(NEWS) HICT & Sleep Health: RCT shows synergy effect on sleep efficiency & wake times
- Norman Reffke

- Mar 17
- 5 min read
Poor sleep is no small problem – it's a recognized risk factor for heart disease, obesity, and burnout. A new four-arm randomized clinical trial (n=112) from JAMA Network Open 2026 shows that the combination of high-intensity circuit training (HICT) and targeted sleep health intervention (SH) increases sleep efficiency by 2.75 percentage points (p=0.004) and reduces nighttime awakenings (WASO) by up to 16.26 minutes (p<0.001) – significantly more effective than either intervention alone. What makes this synergy so powerful? What mechanisms are at play? And how can you implement both optimally? This article explains it – practically and based on evidence.
What the study shows
A randomized controlled trial (RCT) is the gold standard of clinical research – similar to a fair coin toss, the random distribution ensures that the results are truly attributable to the intervention and not to chance. In this high-quality, four-arm study, researchers investigated whether combining two methods was more effective than either method alone.

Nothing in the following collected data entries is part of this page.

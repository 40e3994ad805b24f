//! Engine configuration loaded from environment variables.

use std::path::PathBuf;

const DEFAULT_DATABASE_PATH: &str = "cookflow.db";
const DEFAULT_HOST: &str = "0.0.0.0";
const DEFAULT_PORT: u16 = 3000;

#[derive(Debug, Clone, PartialEq, Eq)]
pub struct EngineConfig {
    pub database_path: PathBuf,
    pub server_host: String,
    pub server_port: u16,
    /// `*` or a comma-separated origin list. `None` disables CORS.
    pub cors_allowed_origins: Option<String>,
    pub seed_demo_data: bool,
}

impl EngineConfig {
    pub fn from_env() -> Self {
        Self::from_lookup(|key| std::env::var(key).ok())
    }

    /// Build from any key lookup. Unparseable values fall back to defaults.
    pub fn from_lookup(lookup: impl Fn(&str) -> Option<String>) -> Self {
        let non_empty = |key: &str| {
            lookup(key)
                .map(|value| value.trim().to_string())
                .filter(|value| !value.is_empty())
        };

        let server_port = non_empty("SERVER_PORT")
            .or_else(|| non_empty("PORT"))
            .and_then(|port| match port.parse() {
                Ok(port) => Some(port),
                Err(_) => {
                    tracing::warn!(port = %port, "Invalid server port, using default");
                    None
                }
            })
            .unwrap_or(DEFAULT_PORT);

        Self {
            database_path: non_empty("DATABASE_PATH")
                .unwrap_or_else(|| DEFAULT_DATABASE_PATH.into())
                .into(),
            server_host: non_empty("SERVER_HOST").unwrap_or_else(|| DEFAULT_HOST.into()),
            server_port,
            cors_allowed_origins: non_empty("CORS_ALLOWED_ORIGINS"),
            seed_demo_data: non_empty("SEED_DEMO_DATA")
                .is_some_and(|value| matches!(value.to_ascii_lowercase().as_str(), "1" | "true" | "yes")),
        }
    }

    pub fn bind_address(&self) -> String {
        format!("{}:{}", self.server_host, self.server_port)
    }
}

#[cfg(test)]
mod tests {
    use super::*;
    use std::collections::HashMap;

    fn config(vars: &[(&str, &str)]) -> EngineConfig {
        let vars: HashMap<String, String> = vars
            .iter()
            .map(|(k, v)| (k.to_string(), v.to_string()))
            .collect();
        EngineConfig::from_lookup(|key| vars.get(key).cloned())
    }

    #[test]
    fn defaults_when_unset() {
        let config = config(&[]);
        assert_eq!(config.database_path, PathBuf::from("cookflow.db"));
        assert_eq!(config.bind_address(), "0.0.0.0:3000");
        assert_eq!(config.cors_allowed_origins, None);
        assert!(!config.seed_demo_data);
    }

    #[test]
    fn port_falls_back_to_port_variable() {
        assert_eq!(config(&[("PORT", "8080")]).server_port, 8080);
        assert_eq!(
            config(&[("SERVER_PORT", "9000"), ("PORT", "8080")]).server_port,
            9000
        );
        assert_eq!(config(&[("SERVER_PORT", "nope")]).server_port, 3000);
    }

    #[test]
    fn seed_flag_and_blank_values() {
        assert!(config(&[("SEED_DEMO_DATA", "TRUE")]).seed_demo_data);
        assert!(config(&[("SEED_DEMO_DATA", "1")]).seed_demo_data);
        assert!(!config(&[("SEED_DEMO_DATA", "0")]).seed_demo_data);
        assert_eq!(config(&[("CORS_ALLOWED_ORIGINS", "  ")]).cors_allowed_origins, None);
    }
}
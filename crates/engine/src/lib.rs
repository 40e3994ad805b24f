//! CookFlow Engine library.
//!
//! Challenge progress engine and its HTTP surface.
//!
//! ## Structure
//!
//! - `use_cases/` - Progress engine and cooking dispatcher
//! - `infrastructure/` - External dependency implementations (ports + adapters)
//! - `api/` - HTTP entry points
//! - `app` - Application composition
//! - `config` - Environment configuration

pub mod api;
pub mod app;
pub mod config;
pub mod infrastructure;
pub mod use_cases;

/// Test fixtures shared by unit tests.
#[cfg(test)]
pub mod test_fixtures;

pub use app::App;
pub use config::EngineConfig;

Study type: 4-arm, single-blind randomized controlled trial (RCT).
Participants: n=112 young, sedentary women (mean age 23.5 ± 3.2 years) with poor sleep quality (PSQI > 5).
4 groups: 1. Combination group (HICT + SH), 2. HICT only, 3. Sleep health only (SH), 4. Control group.
Intervention: 8-week duration; HICT (3x/week) and/or sleep coaching based on CBT-I (Cognitive Behavioral Therapy for Insomnia).
Sleep efficiency: The combined group improved by +5.61% compared to the control and was +2.75% better than the sleep-only group (p=0.004).
Cohen's d = 1.74: This shows a very strong effect of the combination on sleep efficiency (values above 0.8 are already considered large).
WASO (wake time after falling asleep): Sensational reduction from 53.91 min to 28.03 min (-25.88 min!). This was 16.26 min better than SH alone (p<0.001).
Nighttime restlessness (activity counts): reduction by -40.8% (from 31,426 to 18,591), significantly more restful sleep than all other groups.
Mechanism: How does the HICT+sleep combination work?
Imagine your brain and body as a battery that uses two charging cables simultaneously: High-intensity training completely depletes the energy reserves during the day, increasing "sleep pressure", while cognitive behavioral therapy (CBT-I) repairs the "charging socket" so that the current can flow smoothly at night.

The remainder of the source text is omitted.